I am going to try to keep this simple since it's a prelim forecast for the winter and will be updated in October and December. 

The basis of the forecast is on the prediction that a weak La Nina will be forming this fall and continuing through the winter. Last year, we had a strong La Nina with blocking over Greenland that lead to a very snowy winter across the Midwest and Northeast. While the pattern will be similar to last year, there will be changes in the pattern that will lead to the heavy snow areas shown on the map. 

I am not convinced that blocking will be prevalent across Greenland this winter, however, with the trough axis predicted to be in the Midwest, that will lead to storms developing along the East coast and racing northeast. The cold will be back in the Appalachians, and that will lead to heavy snow in that area. The major cities will probably be fighting many mix precip storms with the snow lovers along the I-95 corridor pulling their hair over heavy snow versus ice and rain. 

A storm track coming out of the Rockies will lead to storms moving through the western Great Lakes and a band of above-normal snowfall across the Midwest and western Great Lakes. 

I also went with an above-normal snow area along the Front Range of the Rockies due mainly to arctic air masses coming down from Alberta. 

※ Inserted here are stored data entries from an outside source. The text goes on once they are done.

//! 测试替身：记录调用的 ProcessingControllerPort 与检测服务客户端工厂

use async_trait::async_trait;
use parking_lot::Mutex;
use std::sync::atomic::{AtomicBool, AtomicUsize, Ordering};
use std::sync::Arc;

use crate::application::ports::{
    EndpointSettings, JobClientError, JobClientFactoryPort, JobClientPort, JobStatusReport,
    ProcessingControllerPort, RunOutcome, StartJobResponse, TaskOptions,
};
use crate::domain::processing::{
    ApiBaseUrl, ExecutionMode, JobId, ProcessingSnapshot, ProcessingState,
};

/// 固定返回 `outcome` 的控制器
pub struct FakeController {
    outcome: RunOutcome,
    url: Mutex<Option<ApiBaseUrl>>,
    force_mock: Mutex<bool>,
    last_options: Mutex<Option<TaskOptions>>,
    run_calls: AtomicUsize,
    reset_calls: AtomicUsize,
}

impl FakeController {
    pub fn new(outcome: RunOutcome) -> Self {
        Self {
            outcome,
            url: Mutex::new(None),
            force_mock: Mutex::new(false),
            last_options: Mutex::new(None),
            run_calls: AtomicUsize::new(0),
            reset_calls: AtomicUsize::new(0),
        }
    }

    pub fn run_calls(&self) -> usize {
        self.run_calls.load(Ordering::SeqCst)
    }

    pub fn reset_calls(&self) -> usize {
        self.reset_calls.load(Ordering::SeqCst)
    }

    pub fn last_options(&self) -> Option<TaskOptions> {
        self.last_options.lock().clone()
    }
}

impl ProcessingControllerPort for FakeController {
    fn run(&self, options: Option<TaskOptions>) -> RunOutcome {
        self.run_calls.fetch_add(1, Ordering::SeqCst);
        *self.last_options.lock() = options;
        self.outcome.clone()
    }

    fn reset(&self) {
        self.reset_calls.fetch_add(1, Ordering::SeqCst);
    }

    fn snapshot(&self) -> ProcessingSnapshot {
        ProcessingState::new().snapshot()
    }

    fn endpoint(&self) -> EndpointSettings {
        let url = self.url.lock().clone();
        let force_mock = *self.force_mock.lock();
        EndpointSettings {
            mode: ExecutionMode::select(url.as_ref(), force_mock),
            url,
            force_mock,
        }
    }

    fn set_endpoint(&self, url: Option<ApiBaseUrl>) {
        *self.url.lock() = url;
    }

    fn set_force_mock(&self, force_mock: bool) {
        *self.force_mock.lock() = force_mock;
    }
}

/// 只回答健康检查的客户端
struct HealthOnlyClient {
    healthy: bool,
}

#[async_trait]
impl JobClientPort for HealthOnlyClient {
    async fn start_job(&self, _options: &TaskOptions) -> Result<StartJobResponse, JobClientError> {
        Err(JobClientError::Rejected("not scripted".to_string()))
    }

    async fn get_job_status(&self, _job_id: &JobId) -> Result<JobStatusReport, JobClientError> {
        Err(JobClientError::Rejected("not scripted".to_string()))
    }

    async fn health_check(&self) -> bool {
        self.healthy
    }
}

pub struct FakeJobClientFactory {
    healthy: AtomicBool,
    fail_connect: AtomicBool,
    connects: AtomicUsize,
}

impl FakeJobClientFactory {
    pub fn new(healthy: bool) -> Self {
        Self {
            healthy: AtomicBool::new(healthy),
            fail_connect: AtomicBool::new(false),
            connects: AtomicUsize::new(0),
        }
    }

    pub fn set_healthy(&self, healthy: bool) {
        self.healthy.store(healthy, Ordering::SeqCst);
    }

    pub fn fail_connect(&self) {
        self.fail_connect.store(true, Ordering::SeqCst);
    }

    pub fn connects(&self) -> usize {
        self.connects.load(Ordering::SeqCst)
    }
}

impl JobClientFactoryPort for FakeJobClientFactory {
    fn connect(&self, _base_url: &ApiBaseUrl) -> Result<Arc<dyn JobClientPort>, JobClientError> {
        if self.fail_connect.load(Ordering::SeqCst) {
            return Err(JobClientError::NetworkError("client build failed".to_string()));
        }
        self.connects.fetch_add(1, Ordering::SeqCst);
        Ok(Arc::new(HealthOnlyClient {
            healthy: self.healthy.load(Ordering::SeqCst),
        }))
    }
}
//! Domain Layer - 领域层
//!
//! 包含一个限界上下文:
//! - Processing Context: 检测任务处理生命周期

pub mod processing;
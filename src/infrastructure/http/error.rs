//! HTTP Error Handling

use axum::{
    http::StatusCode,
    response::{IntoResponse, Response},
    Json,
};
use serde::Serialize;

use crate::application::ApplicationError;

/// 统一错误响应格式
#[derive(Debug, Serialize)]
pub struct ErrorResponse {
    pub errno: i32,
    pub error: String,
    pub data: Option<()>,
}

impl ErrorResponse {
    pub fn new(errno: i32, error: impl Into<String>) -> Self {
        Self {
            errno,
            error: error.into(),
            data: None,
        }
    }
}

/// 错误码定义
pub mod errno {
    pub const BAD_REQUEST: i32 = 400;
    pub const SERVICE_UNAVAILABLE: i32 = 503;
}

/// API 错误
///
/// 业务错误统一返回 HTTP 200，通过 errno 区分
#[derive(Debug)]
pub enum ApiError {
    BadRequest(String),
    ServiceUnavailable(String),
}

impl ApiError {
    pub fn errno(&self) -> i32 {
        match self {
            ApiError::BadRequest(_) => errno::BAD_REQUEST,
            ApiError::ServiceUnavailable(_) => errno::SERVICE_UNAVAILABLE,
        }
    }
}

impl IntoResponse for ApiError {
    fn into_response(self) -> Response {
        let errno = self.errno();
        let msg = match self {
            ApiError::BadRequest(msg) | ApiError::ServiceUnavailable(msg) => msg,
        };

        let mut response =
            (StatusCode::OK, Json(ErrorResponse::new(errno, msg.clone()))).into_response();
        // 由请求日志中间件记录
        response
            .extensions_mut()
            .insert(RejectedRequest { errno, error: msg });
        response
    }
}

/// 业务错误的响应扩展，HTTP 状态码恒为 200，日志只能从这里拿到 errno
#[derive(Debug, Clone, PartialEq, Eq)]
pub struct RejectedRequest {
    pub errno: i32,
    pub error: String,
}

impl From<ApplicationError> for ApiError {
    fn from(e: ApplicationError) -> Self {
        match e {
            ApplicationError::ValidationError(msg) => ApiError::BadRequest(msg),
            ApplicationError::ExternalServiceError(msg) => ApiError::ServiceUnavailable(msg),
        }
    }
}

While overall, the winter will not be extremely cold for the country, it will be cold enough for ice concerns for areas from Oklahoma to North Carolina. Fronts may have a hard time making progress into the South simply due to this summer's heat dome hanging in across parts of Texas, New Mexico and Arizona. The good news for that area, while above-normal temps will continue, we should see storms cutting through the southern Plains that will lead to much needed rainfall after a summer of extreme drought conditions. 

The mountains in the West should see the normal amount of snow and not the extreme snow that fell last year. 

HEY SOUNDS GOOD TO ME payup


----------



## GMCHD plower (Nov 27, 2009)

Sounds good to me, where did you get this?


----------



## FISHERBOY (Aug 13, 2007)

From accu-weather.com check under blogs, and its henry margusity blog.


----------



## Rich Graz (Jul 9, 2011)

Please don't forget to post the updates


----------